Spaces:

abrown31
/

open-range

Runtime error

File size: 15,140 Bytes

"""Curriculum runner for OpenRange training evaluation.

Orchestrates a matrix of (manifest x seed x episode) runs, collects
results, and saves them as JSONL for downstream analysis.

Usage::

    python -m open_range.training.runner \\
        --manifest manifests/tier1_basic.yaml \\
        --seeds 1-5 \\
        --episodes 3
"""

from __future__ import annotations

import asyncio
import argparse
import json
import logging
import sys
import time
from dataclasses import dataclass, field
from pathlib import Path
from typing import Any, Protocol, runtime_checkable

import yaml

logger = logging.getLogger(__name__)


# ---------------------------------------------------------------------------
# Protocols for pluggable environment and agents
# ---------------------------------------------------------------------------


@runtime_checkable
class RunnerEnvironment(Protocol):
    """Minimal environment interface for the curriculum runner."""

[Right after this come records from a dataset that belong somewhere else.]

//! Persistence for everything the filter keeps between page loads: the API
//! credential, the ordered topic rules and one classification result per post.
//!
//! All of it sits behind the [`ConfigStore`] key-value contract so the same
//! code runs against SQLite, memory, or any other async mapping.

pub mod cache;
pub mod memory;
pub mod rules;
pub mod settings;
pub mod sqlite;


use async_trait::async_trait;
use feedguard_core::StoreError;
use serde_json::{Map, Value};

pub use cache::{CacheWrite, ClassificationCache};
pub use memory::MemoryStore;
pub use rules::{read_rule, TopicRuleSet};
pub use settings::Settings;
pub use sqlite::SqliteStore;

/// Key holding the classifier bearer token.
pub const CREDENTIAL_KEY: &str = "GROQ_API_KEY";
/// Key holding the ordered list of topic rules.
pub const TOPIC_RULES_KEY: &str = "topicsConfig";
/// Prefix of every classification cache key.
pub const ANALYSIS_PREFIX: &str = "analysis_";

pub type StoreMap = Map<String, Value>;

pub fn analysis_key(post_id: &str) -> String {
    format!("{}{}", ANALYSIS_PREFIX, post_id)
}

/// Async string-keyed mapping of JSON values.
///
/// `get` only returns the keys that exist; absent keys are simply missing
/// from the returned map.
#[async_trait]
pub trait ConfigStore: Send + Sync {
    async fn get(&self, keys: &[&str]) -> Result<StoreMap, StoreError>;

    async fn set(&self, items: StoreMap) -> Result<(), StoreError>;

    async fn remove(&self, keys: &[String]) -> Result<(), StoreError>;

    async fn get_all(&self) -> Result<StoreMap, StoreError>;

    async fn get_one(&self, key: &str) -> Result<Option<Value>, StoreError> {
        let mut found = self.get(&[key]).await?;
        Ok(found.remove(key))
    }

    async fn set_one(&self, key: &str, value: Value) -> Result<(), StoreError> {
        let mut items = StoreMap::new();
        items.insert(key.to_string(), value);
        self.set(items).await
    }
}
use chrono::{DateTime, Utc};
use std::sync::{Mutex, MutexGuard, PoisonError};
use std::time::Duration;
use tokio::time::Instant;
use tracing::debug;

fn lock<T>(mutex: &Mutex<T>) -> MutexGuard<'_, T> {
    mutex.lock().unwrap_or_else(PoisonError::into_inner)
}

/// Leading-edge limiter: the first call in a window runs immediately, later
/// calls inside the same window are dropped rather than queued.
#[derive(Debug)]
pub struct Throttle {
    window: Duration,
    last_accepted: Mutex<Option<Instant>>,
}

impl Throttle {
    pub fn new(window: Duration) -> Self {
        Self {
            window,
            last_accepted: Mutex::new(None),
        }
    }

    pub fn window(&self) -> Duration {
        self.window
    }

    /// Claims the current window. Returns false if it was already claimed.
    pub fn try_acquire(&self) -> bool {
        let now = Instant::now();
        let mut last = lock(&self.last_accepted);
        match *last {
            Some(at) if now.duration_since(at) < self.window => {
                debug!("Throttled call dropped");
                false
            }
            _ => {
                *last = Some(now);
                true
            }
        }
    }

    /// Runs `action` if the window is open.
    pub fn attempt<F, R>(&self, action: F) -> Option<R>
    where
        F: FnOnce() -> R,
    {
        if self.try_acquire() {
            Some(action())
        } else {
            None
        }
    }
}

/// Wall-clock spacing between dispatched scan cycles.
///
/// Only cycles that actually reach the classification stage call
/// [`record`](Self::record), so a cycle that bails out early does not push
/// the next one back.
#[derive(Debug)]
pub struct IntervalGuard {
    interval: Duration,
    last_scan: Mutex<Option<DateTime<Utc>>>,
}

impl IntervalGuard {
    pub fn new(interval: Duration) -> Self {
        Self {
            interval,
            last_scan: Mutex::new(None),
        }
    }

    pub fn is_open(&self, now: DateTime<Utc>) -> bool {
        match *lock(&self.last_scan) {
            Some(last) => {
                let elapsed_ms = (now - last).num_milliseconds();
                elapsed_ms < 0 || elapsed_ms as u128 >= self.interval.as_millis()
            }
            None => true,
        }
    }

    pub fn record(&self, at: DateTime<Utc>) {
        *lock(&self.last_scan) = Some(at);
    }

    pub fn last_scan(&self) -> Option<DateTime<Utc>> {
        *lock(&self.last_scan)
    }
}
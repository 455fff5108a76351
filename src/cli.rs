//! Command line surface of the `feedguard` binary.

use clap::{Parser, Subcommand};
use std::path::PathBuf;

#[derive(Parser, Debug)]
#[command(name = "feedguard")]
#[command(about = "Hides feed posts whose topic scores cross your thresholds")]
#[command(version)]
pub struct Cli {
    /// Path to the TOML configuration file
    #[arg(short, long, env = "FEEDGUARD_CONFIG", default_value = "feedguard.toml")]
    pub config: PathBuf,

    /// Overrides `[store] database_url`
    #[arg(long, env = "FEEDGUARD_DATABASE_URL")]
    pub database_url: Option<String>,

    #[command(subcommand)]
    pub command: Commands,
}

#[derive(Subcommand, Debug)]
pub enum Commands {
    /// Run one scan cycle over a captured feed snapshot
    Scan {
        /// JSON snapshot of the rendered feed
        #[arg(short, long)]
        snapshot: PathBuf,
    },
    /// Drop every cached classification result
    ResetCache,
    /// Manage topic rules
    #[command(subcommand)]
    Topics(TopicCommands),
    /// Manage the classifier API key
    #[command(subcommand)]
    Credential(CredentialCommands),
}

#[derive(Subcommand, Debug)]
pub enum TopicCommands {
    /// Print the configured rules in order
    List,
    /// Append a rule
    Add {
        name: String,
        #[arg(short, long, default_value = "")]
        description: String,
        #[arg(short, long)]
        threshold: f64,
    },
    /// Replace the rule at INDEX
    Update {
        index: usize,
        name: String,
        #[arg(short, long, default_value = "")]
        description: String,
        #[arg(short, long)]
        threshold: f64,
    },
    /// Delete the rule at INDEX
    Remove { index: usize },
    /// Store the default rules if none are configured
    Seed,
}

#[derive(Subcommand, Debug)]
pub enum CredentialCommands {
    Set { token: String },
    Clear,
}
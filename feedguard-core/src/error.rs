use thiserror::Error;

#[derive(Error, Debug)]
pub enum CoreError {
    #[error("Store error: {0}")]
    Store(#[from] StoreError),

    #[error("Classifier error: {0}")]
    Classifier(#[from] ClassifierError),

    #[error("Configuration error: {0}")]
    Config(#[from] ConfigError),

    #[error("I/O failure: {0}")]
    Io(#[from] std::io::Error),

    #[error("JSON error: {0}")]
    Serialization(#[from] serde_json::Error),

    #[error("HTTP transport error: {0}")]
    Network(#[from] reqwest::Error),

    #[error("Invalid input: {message}")]
    InvalidInput { message: String },

    #[error("{message}")]
    Internal { message: String },

    #[error("Rate limited: {message}")]
    RateLimited {
        message: String,
        retry_after: Option<std::time::Duration>,
    },
}

#[derive(Error, Debug)]
pub enum StoreError {
    #[error("Store unavailable: {reason}")]
    Unavailable { reason: String },

    #[error("Malformed value under key {key}: {details}")]
    MalformedValue { key: String, details: String },

    #[error("Migration failed: {migration}")]
    MigrationFailed { migration: String },

    #[error("SQL error: {0}")]
    Sql(#[from] sqlx::Error),
}

#[derive(Error, Debug)]
pub enum ClassifierError {
    #[error("API credential missing for {provider}")]
    MissingCredential { provider: String },

    #[error("Request rejected as malformed by {provider} (HTTP 400)")]
    BadRequest { provider: String },

    #[error("Unexpected HTTP status {status_code} from {provider}")]
    HttpStatus { provider: String, status_code: u16 },

    #[error("Invalid response format from {provider}: {details}")]
    InvalidResponseFormat { provider: String, details: String },

    #[error("Response from {provider} carried no choices")]
    EmptyChoices { provider: String },
}

#[derive(Error, Debug)]
pub enum ConfigError {
    #[error("Cannot read configuration file {path}")]
    FileNotFound { path: String },

    #[error("Invalid value for {field}: {value}")]
    InvalidValue { field: String, value: String },

    #[error("Configuration validation failed: {reason}")]
    ValidationFailed { reason: String },

    #[error("Invalid TOML: {0}")]
    Parse(#[from] toml::de::Error),
}
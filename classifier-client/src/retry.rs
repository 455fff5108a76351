use feedguard_core::{ClassifierConfig, CoreError, ErrorExt};
use std::future::Future;
use std::sync::{Arc, Mutex, MutexGuard, PoisonError};
use std::time::Duration;
use tokio::time::sleep;
use tracing::{debug, error, info};

#[derive(Debug, Clone)]
pub struct RetryConfig {
    /// Total attempts, the first one included.
    pub max_attempts: u32,
    pub base_delay_ms: u64,
    /// Upper bound for any single wait, including one the server asked for.
    pub max_delay_ms: u64,
    pub backoff_multiplier: f64,
    /// Fraction of the backoff added as random jitter, in `[0, 1]`.
    pub jitter_factor: f64,
}

impl Default for RetryConfig {
    fn default() -> Self {
        Self {
            max_attempts: 3,
            base_delay_ms: 250,
            max_delay_ms: 5000,
            backoff_multiplier: 2.0,
            jitter_factor: 0.1,
        }
    }
}

impl RetryConfig {
    pub fn from_classifier_config(config: &ClassifierConfig) -> Self {
        Self {
            max_attempts: config.max_attempts,
            base_delay_ms: config.retry_base_delay_ms,
            ..Default::default()
        }
    }

    fn max_delay(&self) -> Duration {
        Duration::from_millis(self.max_delay_ms)
    }

    /// Backoff before retry number `retry` (0 for the first retry).
    pub fn backoff(&self, retry: u32) -> Duration {
        let scaled = self.base_delay_ms as f64 * self.backoff_multiplier.powi(retry as i32);
        let base = Duration::from_millis(scaled.min(self.max_delay_ms as f64) as u64);

        let jitter_ms = (base.as_millis() as f64 * self.jitter_factor) as u64;
        let jitter = Duration::from_millis(fastrand::u64(0..=jitter_ms));
        (base + jitter).min(self.max_delay())
    }

    /// How long to wait after `error` before retry number `retry`, or `None`
    /// when the error is permanent.
    pub fn delay_for(&self, error: &CoreError, retry: u32) -> Option<Duration> {
        if !error.is_retryable() {
            return None;
        }
        Some(match error.retry_after() {
            Some(requested) => requested.min(self.max_delay()),
            None => self.backoff(retry),
        })
    }
}

#[derive(Debug, Clone, Default, PartialEq)]
pub struct RetryMetrics {
    pub attempts: u64,
    pub retries: u64,
    /// Operations that failed at least once and then succeeded.
    pub recovered: u64,
    /// Operations that gave up.
    pub exhausted: u64,
    pub total_wait: Duration,
}

#[derive(Debug, Clone)]
pub struct RetryExecutor {
    config: RetryConfig,
    metrics: Arc<Mutex<RetryMetrics>>,
}

impl RetryExecutor {
    pub fn new(config: RetryConfig) -> Self {
        Self {
            config,
            metrics: Arc::new(Mutex::new(RetryMetrics::default())),
        }
    }

    pub fn config(&self) -> &RetryConfig {
        &self.config
    }

    /// Calls `operation` until it succeeds, fails permanently or has been
    /// tried `max_attempts` times. The last error is returned on failure.
    pub async fn execute<F, Fut, T>(&self, name: &str, operation: F) -> Result<T, CoreError>
    where
        F: Fn() -> Fut,
        Fut: Future<Output = Result<T, CoreError>>,
    {
        let mut attempt = 0u32;
        loop {
            attempt += 1;
            self.lock_metrics().attempts += 1;

            let error = match operation().await {
                Ok(value) => {
                    if attempt > 1 {
                        self.lock_metrics().recovered += 1;
                        info!("{} succeeded on attempt {}", name, attempt);
                    }
                    return Ok(value);
                }
                Err(error) => error,
            };
            debug!("{} attempt {} failed: {}", name, attempt, error);

            let delay = if attempt < self.config.max_attempts {
                self.config.delay_for(&error, attempt - 1)
            } else {
                None
            };
            let Some(delay) = delay else {
                self.lock_metrics().exhausted += 1;
                error!("{} gave up after {} attempt(s): {}", name, attempt, error);
                return Err(error);
            };

            {
                let mut metrics = self.lock_metrics();
                metrics.retries += 1;
                metrics.total_wait += delay;
            }
            info!("Retrying {} in {:?}", name, delay);
            sleep(delay).await;
        }
    }

    pub fn get_metrics(&self) -> RetryMetrics {
        self.lock_metrics().clone()
    }

    pub fn reset_metrics(&self) {
        *self.lock_metrics() = RetryMetrics::default();
    }

    fn lock_metrics(&self) -> MutexGuard<'_, RetryMetrics> {
        self.metrics.lock().unwrap_or_else(PoisonError::into_inner)
    }
}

    def reset(self, seed: int | None = None, **kwargs: Any) -> Any:
        """Reset the environment, optionally with a seed."""
        ...

    def step(self, action: Any) -> Any:
        """Execute one step."""
        ...

    @property
    def state(self) -> Any:
        """Current environment state."""
        ...


@runtime_checkable
class RunnerAgent(Protocol):
    """Minimal agent interface for the curriculum runner."""

    def reset(self, briefing: str, role: str) -> None:
        ...

    def act(self, observation: Any) -> str:
        ...


# ---------------------------------------------------------------------------
# Run config and result types
# ---------------------------------------------------------------------------


@dataclass
class RunConfig:
    """Configuration for a curriculum run."""

    manifests: list[str]
    seeds: list[int]
    episodes_per_seed: int = 1
    max_steps: int = 100

    @classmethod
    def from_cli(
        cls,
        manifests: list[str],
        seeds_str: str,
        episodes: int = 1,
        max_steps: int = 100,
    ) -> RunConfig:
        """Parse CLI seed range (e.g. '1-5') into a RunConfig."""
        seeds = _parse_seed_range(seeds_str)
        return cls(
            manifests=manifests,
            seeds=seeds,
            episodes_per_seed=episodes,
            max_steps=max_steps,
        )


@dataclass
class EpisodeRecord:
    """Result of a single episode run."""

    manifest: str
    seed: int
    episode: int
    outcome: str = "timeout"
    steps: int = 0
    flags_found: list[str] = field(default_factory=list)
    reward: float = 0.0
    duration_s: float = 0.0
    metadata: dict[str, Any] = field(default_factory=dict)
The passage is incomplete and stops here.